Man Must Chop.
The cracks on the mirror Dada stands before crisscross like the roots of the mango tree in the backyard of my childhood home. Ba mi loved to lounge beneath it in the evenings, right up until his last days with us in Ilupeju.
From outside, the sound of Shina Peters mingles with the hot breeze seeping through the windows. Hawkers stroll past, trading razzmatazz, while okadas buzz back and forth like restless flies.
A faint creak emanates from the mirror, drawing me back to Dada. Soft light from the sun, beaming in, bounces off its surface and lands squarely on his head, reminding me of the expanse of his forehead.
He spins around quickly, cuffs the waist of his sokoto twice, then seizes the frame by its metal edge, shifting it this way and that, as if such movements would adjust the image he studies.
Dada does not know it holds weight for me. He does not know I got it from Mummy Bisi before she left our compound for her new adventure into marriage.
“Can I take the mirror?” I asked her, already envisioning where and how I would place it.
“This one?” she responded, baffled.
I replied at once, certain, beating her to her angelic nature. She was a bony woman who loved to weave herself into any predicament that happened to reach her ears. Ki la ma ṣe? What would we do? She would say, even when she knew she lacked the capacity. It was her only flaw, to me. One cannot be too kind, especially at one’s own expense.
The steaming sigh of the iron pulls me back to the present. I set it down on the metal surface and sink into the chair behind me, my back stiff from hours of standing.
Dada, still before the mirror, hums and whistles over the rattling of Barber Lamidi’s generator next door. Between them, the noise only deepens the ache now blooming at my temples. I rub the side of my head, willing myself to stay calm, but Dada, oblivious as ever, continues with his preening.

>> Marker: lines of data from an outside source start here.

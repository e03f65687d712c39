use std::sync::mpsc::{self, Receiver, RecvTimeoutError};
use std::time::Duration;

use crossterm::event::{self, Event as CtEvent, KeyEvent};

/// Unified event type consumed by the app loop. Ticks drive the fire
/// animation and the live WPM readout; they never mutate the engine.
#[derive(Clone, Debug)]
pub enum AppEvent {
    Key(KeyEvent),
    Resize,
    Tick,
}

/// Source of terminal events (keyboard, resize, etc.)
pub trait EventSource: Send + 'static {
    /// Block for up to `timeout` waiting for an event.
    fn recv_timeout(&self, timeout: Duration) -> Result<AppEvent, RecvTimeoutError>;
}

/// Production event source backed by a crossterm read thread.
pub struct CrosstermEventSource {
    rx: Receiver<AppEvent>,
}

impl CrosstermEventSource {
    pub fn new() -> Self {
        let (tx, rx) = mpsc::channel();

        std::thread::spawn(move || loop {
            match event::read() {
                Ok(CtEvent::Key(key)) => {
                    if tx.send(AppEvent::Key(key)).is_err() {
                        break;
                    }
                }
                Ok(CtEvent::Resize(_, _)) => {
                    if tx.send(AppEvent::Resize).is_err() {
                        break;
                    }
                }
                Ok(_) => {}
                Err(_) => break,
            }
        });

        Self { rx }
    }
}

impl Default for CrosstermEventSource {
    fn default() -> Self {
        Self::new()
    }
}

impl EventSource for CrosstermEventSource {
    fn recv_timeout(&self, timeout: Duration) -> Result<AppEvent, RecvTimeoutError> {
        self.rx.recv_timeout(timeout)
    }
}

/// Channel-backed event source for tests.
pub struct TestEventSource {
    rx: Receiver<AppEvent>,
}

impl TestEventSource {
    pub fn new(rx: Receiver<AppEvent>) -> Self {
        Self { rx }
    }
}

impl EventSource for TestEventSource {
    fn recv_timeout(&self, timeout: Duration) -> Result<AppEvent, RecvTimeoutError> {
        self.rx.recv_timeout(timeout)
    }
}

/// Advances the application one event at a time, synthesizing a Tick
/// whenever the tick interval passes without input.
pub struct Runner<E: EventSource> {
    event_source: E,
    tick_interval: Duration,
}

impl<E: EventSource> Runner<E> {
    pub fn new(event_source: E, tick_interval: Duration) -> Self {
        Self {
            event_source,
            tick_interval,
        }
    }

    pub fn step(&self) -> AppEvent {
        match self.event_source.recv_timeout(self.tick_interval) {
            Ok(ev) => ev,
            Err(RecvTimeoutError::Timeout) | Err(RecvTimeoutError::Disconnected) => AppEvent::Tick,
        }
    }
}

He grabs the flat cap first and dusts it against his thigh. The cloud that escapes makes me wonder if his closet is a hole dug into the ground of his bedroom. He places the dusty cap squarely on his head, then turns it left, then right, but he is not satisfied. He then grabs the fila, but it must have been made when he still carried a childlike plumpness, because the multicolored material slips straight down to the bridge of his nose.
“Taju, abi I should just go with my bare head?” He turns to me, smiling impishly.
“Some women,” I respond flatly, “like their men bald.”
“Ah, you don’t say!” he responds.
But I am done with the conversation and his fatuousness. He’s an irritating customer who knows nothing beyond women, and frankly, he’s overstayed his welcome. Another customer, one also looking to rent some of the Big Oga’s clothes I dry-clean, will be here soon, and I don’t want any crossovers.
As I rise from the chair I have been sitting on, the ache in my back reminds me I might need an extra hand. But that would only bring problems to the way I run my business, so I push the thought away and peer back at Dada.
“Make sure you return the clothes before eight a.m. tomorrow!”
“Taju, have I ever been late?” he replies as he walks out of my shop, carrying deceit with him gracefully.
I exhale, set my hands back to the iron, and wonder if I should quit this side hustle. But my mind and brain do not concur; at the end of the day, man must chop.